Renowned Radiology Expert Opines on Doctors’ Failure to Identify Wood Fragments in Patient’s Leg

Joseph O'Neill

Written by
— Updated on September 22, 2017

Radiology Expert WitnessThis nuclear medicine case involves complications from the penetration of, and subsequent failure to detect, wood slivers in the patient’s left leg. The patient’s initial injury arose from a crash he suffered while participating in an amateur motocross event; during one of the races, the patient came off of a dirt jump and crashed into a section of wooden fencing. Immediately after the crash, the man was taken to the emergency room, where doctors treated his injuries including several abrasions, cuts, and a fracture. However, there was also a puncture wound that was not noted in the original notes from the patient’s ER visit. The patient was released from the hospital on the same day as his original presentation, however, he returned the following day complaining of 10/10 pain in his leg, and ER doctors noted swelling and discoloration. The patient was examined by the doctor and underwent x-rays of his leg, which were not significant for any additional trauma or foreign objects (although a note was made for a pocket of subcutaneous gas), and released with a prescription for pain medication. In the weeks that followed, the patient developed a persistent bacterial infection in his leg, which required multiple surgical procedures as well as an extended hospital stay to treat. It was alleged that the infection was caused by the undetected wood splinters, which should have been discovered during his initial visit to the ER.
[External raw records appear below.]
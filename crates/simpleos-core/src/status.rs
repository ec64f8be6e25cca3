//! Status bar text.

use chrono::DateTime;
use chrono::Local;

pub const SYSTEM_NAME: &str = "SimpleOS";
pub const READY_TEXT: &str = "SimpleOS Ready";
pub const STATUS_TIME_FORMAT: &str = "%Y-%m-%d %H:%M:%S";

pub fn status_text(now: DateTime<Local>) -> String {
    format!("{SYSTEM_NAME} | {}", now.format(STATUS_TIME_FORMAT))
}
Question(s) For Expert Witness

  • 1. Do you routinely examine X-rays as described in the case summary?
  • 2. What are the appropriate steps following the X-ray findings as described in the case summary?
  • 3. Are findings of "Small focus of potential subcutaneous gas" indicative of any underlying issues?
  • 3. Do you believe this patient may have had a better outcome if the care rendered had been different?

Expert Witness Response E-007952

I do routinely examine X-rays evaluating for possible foreign bodies. “Small focus of potential subcutaneous gas” is primarily indicative of a break in the skin in that area. Subcutaneous gas can indicate infection as well. I feel that an ultrasound evaluation of the leg would have been an appropriate step following the X-ray. X-rays will only identify materials that are radiopaque, such as metal, certain glass and rock. Wood is notoriously radiolucent, meaning that it is most commonly not visible with plain X-rays. Wood fragments are, however, visible with ultrasound. I believe this patient may have had a better outcome if an ultrasound was performed. I have searched for numerous foreign bodies in a diagnostic capacity and I have also been called upon to remove many subcutaneous foreign bodies using ultrasound guidance.